→ Collected data entries:

--

use crate::models::{BusSchedule, ScheduledTrip, SeatLayoutTemplate, TripSeat};
use anyhow::Result;
use chrono::{DateTime, NaiveDate, Utc};
use sqlx::{PgPool, Postgres, QueryBuilder};
use uuid::Uuid;

pub async fn list_active_schedules(pool: &PgPool) -> Result<Vec<BusSchedule>> {
    let schedules = sqlx::query_as::<_, BusSchedule>(
        "SELECT * FROM bus_schedules WHERE active = true",
    )
    .fetch_all(pool)
    .await?;

    Ok(schedules)
}

pub async fn find_seat_layout(pool: &PgPool, id: Uuid) -> Result<Option<SeatLayoutTemplate>> {
    let layout = sqlx::query_as::<_, SeatLayoutTemplate>(
        "SELECT * FROM seat_layout_templates WHERE id = $1",
    )
    .bind(id)
    .fetch_optional(pool)
    .await?;

    Ok(layout)
}

pub async fn find_trip_for_schedule_and_date(
    pool: &PgPool,
    bus_schedule_id: Uuid,
    departure_date: NaiveDate,
) -> Result<Option<ScheduledTrip>> {
    let trip = sqlx::query_as::<_, ScheduledTrip>(
        "SELECT * FROM scheduled_trips WHERE bus_schedule_id = $1 AND departure_date = $2",
    )
    .bind(bus_schedule_id)
    .bind(departure_date)
    .fetch_optional(pool)
    .await?;

    Ok(trip)
}

/// Inserts one TripSeat per entry in a layout template's seat map. Shared by
/// trip creation and layout re-binding so both populate seats the same way.
async fn insert_seats_for_trip(
    tx: &mut sqlx::Transaction<'_, sqlx::Postgres>,
    trip_id: Uuid,
    layout: &SeatLayoutTemplate,
    base_price: rust_decimal::Decimal,
) -> Result<()> {
    let seats: Vec<(String, String)> = layout
        .layout
        .0
        .as_array()
        .map(|arr| {
            arr.iter()
                .map(|v| {
                    (
                        v.get("seat_number")
                            .and_then(|x| x.as_str())
                            .unwrap_or("")
                            .to_string(),
                        v.get("seat_type")
                            .and_then(|x| x.as_str())
                            .unwrap_or("standard")
                            .to_string(),
                    )
                })
                .collect()
        })
        .unwrap_or_default();

    for (seat_number, seat_type) in seats {
        sqlx::query(
            r#"
            INSERT INTO trip_seats (scheduled_trip_id, seat_number, seat_type, status, price)
            VALUES ($1, $2, $3, 'available', $4)
            "#,
        )
        .bind(trip_id)
        .bind(seat_number)
        .bind(seat_type)
        .bind(base_price)
        .execute(&mut **tx)
        .await?;
    }

    Ok(())
}

/// Materializes a trip and its seat rows from a schedule + layout in one
/// transaction so a trip never exists without its full seat set.
pub async fn create_trip_with_seats(
    pool: &PgPool,
    bus_schedule_id: Uuid,
    departure_date: NaiveDate,
    departure_at: DateTime<Utc>,
    assignment_deadline: DateTime<Utc>,
    origin: &str,
    destination: &str,
    base_price: rust_decimal::Decimal,
    layout: &SeatLayoutTemplate,
) -> Result<ScheduledTrip> {
    let mut tx = pool.begin().await?;

    let trip = sqlx::query_as::<_, ScheduledTrip>(
        r#"
        INSERT INTO scheduled_trips
            (bus_schedule_id, departure_date, departure_at, assignment_deadline, origin,
             destination, status, seats_total, seats_available)
        VALUES ($1, $2, $3, $4, $5, $6, 'scheduled', $7, $7)
        RETURNING *
        "#,
    )
    .bind(bus_schedule_id)
    .bind(departure_date)
    .bind(departure_at)
    .bind(assignment_deadline)
    .bind(origin)
    .bind(destination)
    .bind(layout.seat_count)
    .fetch_one(&mut *tx)
    .await?;

    insert_seats_for_trip(&mut tx, trip.id, layout, base_price).await?;

    tx.commit().await?;
    Ok(trip)
}

pub async fn find_schedule_by_id(pool: &PgPool, id: Uuid) -> Result<Option<BusSchedule>> {
    let schedule = sqlx::query_as::<_, BusSchedule>("SELECT * FROM bus_schedules WHERE id = $1")
        .bind(id)
        .fetch_optional(pool)
        .await?;

    Ok(schedule)
}

pub async fn find_by_id(pool: &PgPool, id: Uuid) -> Result<Option<ScheduledTrip>> {
    let trip = sqlx::query_as::<_, ScheduledTrip>("SELECT * FROM scheduled_trips WHERE id = $1")
        .bind(id)
        .fetch_optional(pool)
        .await?;

    Ok(trip)
}

pub async fn search(
    pool: &PgPool,
    origin: Option<&str>,
    destination: Option<&str>,
    date: Option<NaiveDate>,
) -> Result<Vec<ScheduledTrip>> {
    let mut qb: QueryBuilder<Postgres> = QueryBuilder::new(
        "SELECT * FROM scheduled_trips WHERE status IN ('scheduled', 'confirmed')",
    );

    if let Some(origin) = origin {
        qb.push(" AND origin = ");
        qb.push_bind(origin.to_string());
    }
    if let Some(destination) = destination {
        qb.push(" AND destination = ");
        qb.push_bind(destination.to_string());
    }
    match date {
        Some(date) => {
            qb.push(" AND departure_date = ");
            qb.push_bind(date);
        }
        None => {
            qb.push(" AND departure_date >= CURRENT_DATE");
        }
    }
    qb.push(" ORDER BY departure_at ASC");

    let trips = qb.build_query_as::<ScheduledTrip>().fetch_all(pool).await?;
    Ok(trips)
}

pub async fn list_seats_for_trip(pool: &PgPool, trip_id: Uuid) -> Result<Vec<TripSeat>> {
    let seats = sqlx::query_as::<_, TripSeat>(
        "SELECT * FROM trip_seats WHERE scheduled_trip_id = $1 ORDER BY seat_number",
    )
    .bind(trip_id)
    .fetch_all(pool)
    .await?;

    Ok(seats)
}

pub async fn find_seats_for_update(
    tx: &mut sqlx::Transaction<'_, sqlx::Postgres>,
    seat_ids: &[Uuid],
) -> Result<Vec<TripSeat>> {
    let seats = sqlx::query_as::<_, TripSeat>(
        "SELECT * FROM trip_seats WHERE id = ANY($1) FOR UPDATE",
    )
    .bind(seat_ids)
    .fetch_all(&mut **tx)
    .await?;

    Ok(seats)
}

/// Conditional CAS: only holds seats that are still `available`, returning
/// exactly the rows that succeeded so the caller can detect partial holds.
pub async fn hold_seats(
    tx: &mut sqlx::Transaction<'_, sqlx::Postgres>,
    seat_ids: &[Uuid],
    intent_id: Uuid,
    held_until: DateTime<Utc>,
) -> Result<Vec<TripSeat>> {
    let seats = sqlx::query_as::<_, TripSeat>(
        r#"
        UPDATE trip_seats
        SET status = 'held', intent_id = $2, held_until = $3
        WHERE id = ANY($1) AND status = 'available'
        RETURNING *
        "#,
    )
    .bind(seat_ids)
    .bind(intent_id)
    .bind(held_until)
    .fetch_all(&mut **tx)
    .await?;

    Ok(seats)
}

pub async fn release_seats(pool: &PgPool, seat_ids: &[Uuid], intent_id: Uuid) -> Result<()> {
    sqlx::query(
        r#"
        UPDATE trip_seats
        SET status = 'available', intent_id = NULL, held_until = NULL
        WHERE id = ANY($1) AND intent_id = $2 AND status = 'held'
        "#,
    )
    .bind(seat_ids)
    .bind(intent_id)
    .execute(pool)
    .await?;

    Ok(())
}

pub async fn book_seats(
    tx: &mut sqlx::Transaction<'_, sqlx::Postgres>,
    seat_ids: &[Uuid],
    intent_id: Uuid,
) -> Result<Vec<TripSeat>> {
    let seats = sqlx::query_as::<_, TripSeat>(
        r#"
        UPDATE trip_seats
        SET status = 'booked', held_until = NULL
        WHERE id = ANY($1) AND intent_id = $2 AND status = 'held'
        RETURNING *
        "#,
    )
    .bind(seat_ids)
    .bind(intent_id)
    .fetch_all(&mut **tx)
    .await?;

    Ok(seats)
}

pub async fn find_seats_by_ids(pool: &PgPool, seat_ids: &[Uuid]) -> Result<Vec<TripSeat>> {
    let seats = sqlx::query_as::<_, TripSeat>("SELECT * FROM trip_seats WHERE id = ANY($1)")
        .bind(seat_ids)
        .fetch_all(pool)
        .await?;

    Ok(seats)
}

/// Non-mutating extension of an already-held seat's TTL — conditional on
/// the seat still being held by this exact intent (spec §4.2 ExtendSeatHolds).
pub async fn extend_seat_holds(
    tx: &mut sqlx::Transaction<'_, sqlx::Postgres>,
    seat_ids: &[Uuid],
    intent_id: Uuid,
    new_held_until: DateTime<Utc>,
) -> Result<Vec<TripSeat>> {
    let seats = sqlx::query_as::<_, TripSeat>(
        r#"
        UPDATE trip_seats
        SET held_until = $3
        WHERE id = ANY($1) AND intent_id = $2 AND status = 'held'
        RETURNING *
        "#,
    )
    .bind(seat_ids)
    .bind(intent_id)
    .bind(new_held_until)
    .fetch_all(&mut **tx)
    .await?;

    Ok(seats)
}

/// Administrative override: available -> blocked. Conditional on current
/// status so a seat already held/booked can't be silently yanked.
pub async fn block_seats(pool: &PgPool, seat_ids: &[Uuid]) -> Result<Vec<TripSeat>> {
    let seats = sqlx::query_as::<_, TripSeat>(
        r#"
        UPDATE trip_seats
        SET status = 'blocked', intent_id = NULL, held_until = NULL
        WHERE id = ANY($1) AND status = 'available'
        RETURNING *
        "#,
    )
    .bind(seat_ids)
    .fetch_all(pool)
    .await?;

    Ok(seats)
}

/// Administrative override: blocked -> available.
pub async fn unblock_seats(pool: &PgPool, seat_ids: &[Uuid]) -> Result<Vec<TripSeat>> {
    let seats = sqlx::query_as::<_, TripSeat>(
        r#"
        UPDATE trip_seats
        SET status = 'available'
        WHERE id = ANY($1) AND status = 'blocked'
        RETURNING *
        "#,
    )
    .bind(seat_ids)
    .fetch_all(pool)
    .await?;

    Ok(seats)
}

pub async fn find_seats_held_past(pool: &PgPool, before: DateTime<Utc>) -> Result<Vec<TripSeat>> {
    let seats = sqlx::query_as::<_, TripSeat>(
        "SELECT * FROM trip_seats WHERE status = 'held' AND held_until < $1",
    )
    .bind(before)
    .fetch_all(pool)
    .await?;

    Ok(seats)
}

pub async fn decrement_seats_available(
    tx: &mut sqlx::Transaction<'_, sqlx::Postgres>,
    trip_id: Uuid,
    count: i32,
) -> Result<()> {
    sqlx::query("UPDATE scheduled_trips SET seats_available = seats_available - $2 WHERE id = $1")
        .bind(trip_id)
        .bind(count)
        .execute(&mut **tx)
        .await?;

    Ok(())
}

pub async fn increment_seats_available(pool: &PgPool, trip_id: Uuid, count: i32) -> Result<()> {
    sqlx::query("UPDATE scheduled_trips SET seats_available = seats_available + $2 WHERE id = $1")
        .bind(trip_id)
        .bind(count)
        .execute(pool)
        .await?;

    Ok(())
}

/// Conditional on the crew assignment cutoff not having passed — a trip
/// past its `assignment_deadline` returns no row rather than silently
/// reassigning crew minutes before departure.
pub async fn assign_crew(
    pool: &PgPool,
    trip_id: Uuid,
    driver_id: Option<Uuid>,
    conductor_id: Option<Uuid>,
    now: DateTime<Utc>,
) -> Result<Option<ScheduledTrip>> {
    let trip = sqlx::query_as::<_, ScheduledTrip>(
        r#"
        UPDATE scheduled_trips
        SET driver_id = COALESCE($2, driver_id), conductor_id = COALESCE($3, conductor_id)
        WHERE id = $1 AND assignment_deadline > $4
        RETURNING *
        "#,
    )
    .bind(trip_id)
    .bind(driver_id)
    .bind(conductor_id)
    .bind(now)
    .fetch_optional(pool)
    .await?;

    Ok(trip)
}

/// Deletes every TripSeat for a trip. Callers must confirm none are
/// booked/held first — this performs no such check itself.
pub async fn delete_seats_for_trip(
    tx: &mut sqlx::Transaction<'_, sqlx::Postgres>,
    trip_id: Uuid,
) -> Result<()> {
    sqlx::query("DELETE FROM trip_seats WHERE scheduled_trip_id = $1")
        .bind(trip_id)
        .execute(&mut **tx)
        .await?;

    Ok(())
}

/// Re-populates a trip's seats from a new layout template and resets its
/// seat counters to match. Part of the Trip Generator's second binding phase.
pub async fn rebind_trip_layout(
    tx: &mut sqlx::Transaction<'_, sqlx::Postgres>,
    trip_id: Uuid,
    layout: &SeatLayoutTemplate,
    base_price: rust_decimal::Decimal,
) -> Result<()> {
    delete_seats_for_trip(tx, trip_id).await?;
    insert_seats_for_trip(tx, trip_id, layout, base_price).await?;

    sqlx::query("UPDATE scheduled_trips SET seats_total = $2, seats_available = $2 WHERE id = $1")
        .bind(trip_id)
        .bind(layout.seat_count)
        .execute(&mut **tx)
        .await?;

    Ok(())
}

pub async fn delete_old_trips(pool: &PgPool, before: NaiveDate) -> Result<u64> {
    let result = sqlx::query(
        "DELETE FROM scheduled_trips WHERE departure_date < $1 AND status IN ('completed', 'cancelled')",
    )
    .bind(before)
    .execute(pool)
    .await?;

    Ok(result.rows_affected())
}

--

→ WHAT THIS TASK INVOLVES:
Once you have identified the lines above that contain "QueryBuilder", copy each of them.

→ SOLUTION TO THE PROBLEM:
use sqlx::{PgPool, Postgres, QueryBuilder};
    let mut qb: QueryBuilder<Postgres> = QueryBuilder::new(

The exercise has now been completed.